I am assuming the dialogue you saw is from recent TV programming

I seem to remember from one of the episodes of Fear the Walking Dead that Reuben Blades was trying to describe the differences between the ruling body, and "us".

and it was more or less like that:

"Ese, ese no es como nosotros...ese is not us. This is not us."

or something similar.

Cannot find the script...but it works in the context.

I do not know if you will be able to narrow down the specific use in American television programming: it has a long use in Spanish, and any Cholo would probably carry over the nuance to daily use as it does not translate well.

The idea is that to use ese, esa or este, with the proper emphasis, usually has a pejorative sense when talking about people, even in Spanglish.

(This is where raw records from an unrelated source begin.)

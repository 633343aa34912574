use crate::image_pipeline::common::error::Result;
use crate::image_pipeline::raster::types::RasterBuffer;

pub trait RasterReader {
    fn read_raster(&self, data: &[u8]) -> Result<RasterBuffer>;
}
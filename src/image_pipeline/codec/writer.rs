use std::io::Write;
use crate::image_pipeline::common::error::Result;
use crate::image_pipeline::raster::types::RasterBuffer;
use crate::image_pipeline::codec::types::PipelineConfig;

pub trait RasterWriter {
    fn write_raster(&self, image: &RasterBuffer, output: &mut dyn Write, config: &PipelineConfig) -> Result<()>;
}
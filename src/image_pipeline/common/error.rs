use thiserror::Error;

#[derive(Error, Debug)]
pub enum PipelineError {
    #[error("Failed to read input file: {0}")]
    InputReadError(String),

    #[error("Failed to write output file: {0}")]
    OutputWriteError(String),

    #[error("Failed to decode PNG image: {0}")]
    DecodeError(String),

    #[error("Failed to encode PNG image: {0}")]
    EncodeError(String),

    #[error("Invalid image dimensions: width={0}, height={1}")]
    InvalidDimensions(usize, usize),

    #[error("Image {name} is {found:?}, expected {expected:?} (width, height)")]
    DimensionMismatch {
        name: String,
        expected: (usize, usize),
        found: (usize, usize),
    },

    #[error("Flipbook needs {expected} tiles but only {found} inputs were given")]
    TileCountMismatch { expected: usize, found: usize },

    #[error("Invalid parameter: {0}")]
    InvalidParameter(String),

    #[error("Failed to write diagnostic trace: {0}")]
    TraceError(String),

    #[error("IO error: {0}")]
    IoError(#[from] std::io::Error),
}

pub type Result<T> = std::result::Result<T, PipelineError>;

On the other hand, it is claimed that Latino gangsta members use the expression among themselves, as in

Hey homes...what up ese?

Since ese is usually considered pejorative, it is kind of like Afro-American's using "niggah" within their group: it is acceptable in the cultural group, but viewed unfavorably when used by outsiders.

As the Mara Salvatrucha got their start in LA in the 1970s...I guess you could date that type of particular usage to shortly after that.

On the third hand, there are some people who claim it originated with the Pachucos of the 1940s, the so-called zoot-suits. However, I cannot find anything to support that.